[DATASET RECORDS]
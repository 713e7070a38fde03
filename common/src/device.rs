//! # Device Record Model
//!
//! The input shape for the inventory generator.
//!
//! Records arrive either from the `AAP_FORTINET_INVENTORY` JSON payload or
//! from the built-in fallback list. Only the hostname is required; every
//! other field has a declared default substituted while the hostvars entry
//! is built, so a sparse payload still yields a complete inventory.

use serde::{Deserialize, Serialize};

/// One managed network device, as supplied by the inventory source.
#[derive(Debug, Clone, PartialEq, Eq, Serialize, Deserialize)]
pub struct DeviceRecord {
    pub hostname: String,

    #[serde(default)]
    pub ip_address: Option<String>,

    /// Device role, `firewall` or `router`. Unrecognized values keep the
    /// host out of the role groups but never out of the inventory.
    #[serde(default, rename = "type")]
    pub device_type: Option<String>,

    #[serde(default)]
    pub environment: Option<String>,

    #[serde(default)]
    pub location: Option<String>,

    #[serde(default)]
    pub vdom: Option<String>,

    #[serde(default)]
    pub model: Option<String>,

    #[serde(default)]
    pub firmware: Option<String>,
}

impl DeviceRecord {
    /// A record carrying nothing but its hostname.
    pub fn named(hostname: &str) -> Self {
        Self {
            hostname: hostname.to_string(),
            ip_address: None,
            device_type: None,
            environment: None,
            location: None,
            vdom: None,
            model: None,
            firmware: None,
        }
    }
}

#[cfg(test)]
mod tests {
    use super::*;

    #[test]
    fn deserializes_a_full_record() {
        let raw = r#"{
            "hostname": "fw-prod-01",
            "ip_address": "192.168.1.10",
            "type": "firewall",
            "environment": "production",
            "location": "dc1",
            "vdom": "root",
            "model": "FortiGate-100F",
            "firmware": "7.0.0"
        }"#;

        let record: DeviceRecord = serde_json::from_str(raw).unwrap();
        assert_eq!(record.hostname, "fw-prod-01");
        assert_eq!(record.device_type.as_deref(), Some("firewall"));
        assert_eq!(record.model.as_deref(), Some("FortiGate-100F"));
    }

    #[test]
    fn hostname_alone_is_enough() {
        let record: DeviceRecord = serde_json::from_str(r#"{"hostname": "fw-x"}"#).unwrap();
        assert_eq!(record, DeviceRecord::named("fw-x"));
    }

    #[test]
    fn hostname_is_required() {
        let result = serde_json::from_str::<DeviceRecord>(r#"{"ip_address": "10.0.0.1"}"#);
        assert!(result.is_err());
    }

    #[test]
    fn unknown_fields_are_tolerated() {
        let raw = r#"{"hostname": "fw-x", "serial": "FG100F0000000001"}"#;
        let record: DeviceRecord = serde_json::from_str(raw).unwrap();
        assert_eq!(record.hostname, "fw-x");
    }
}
[/DATASET RECORDS]
[DATASET RECORDS]
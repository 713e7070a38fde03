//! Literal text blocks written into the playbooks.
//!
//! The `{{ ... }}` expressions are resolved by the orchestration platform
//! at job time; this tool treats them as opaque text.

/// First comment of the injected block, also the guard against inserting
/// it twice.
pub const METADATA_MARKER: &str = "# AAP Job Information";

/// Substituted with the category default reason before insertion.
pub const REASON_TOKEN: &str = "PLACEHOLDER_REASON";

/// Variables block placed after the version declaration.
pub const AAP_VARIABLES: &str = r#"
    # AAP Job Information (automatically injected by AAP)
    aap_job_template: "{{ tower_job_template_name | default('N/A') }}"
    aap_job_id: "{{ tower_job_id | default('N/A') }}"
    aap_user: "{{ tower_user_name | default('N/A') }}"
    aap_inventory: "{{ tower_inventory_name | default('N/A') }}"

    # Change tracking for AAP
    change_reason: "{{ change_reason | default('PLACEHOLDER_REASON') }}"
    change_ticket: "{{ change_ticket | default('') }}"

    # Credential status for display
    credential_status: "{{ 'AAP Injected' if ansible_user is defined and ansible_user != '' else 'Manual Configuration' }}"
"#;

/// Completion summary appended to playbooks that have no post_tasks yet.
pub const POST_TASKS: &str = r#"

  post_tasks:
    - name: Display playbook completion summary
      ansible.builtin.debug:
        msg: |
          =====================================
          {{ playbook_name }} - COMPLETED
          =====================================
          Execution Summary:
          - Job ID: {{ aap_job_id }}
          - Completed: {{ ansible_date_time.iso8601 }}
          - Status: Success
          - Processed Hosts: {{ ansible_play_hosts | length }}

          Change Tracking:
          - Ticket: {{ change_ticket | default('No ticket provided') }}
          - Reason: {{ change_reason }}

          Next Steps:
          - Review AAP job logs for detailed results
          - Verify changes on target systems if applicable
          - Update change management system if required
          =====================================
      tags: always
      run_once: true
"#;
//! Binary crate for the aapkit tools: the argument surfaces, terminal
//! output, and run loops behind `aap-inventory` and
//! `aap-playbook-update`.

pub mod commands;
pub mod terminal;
[/DATASET RECORDS]
If a line of the material contains the word "FortiGate", count it; please reply with the total and nothing more.

2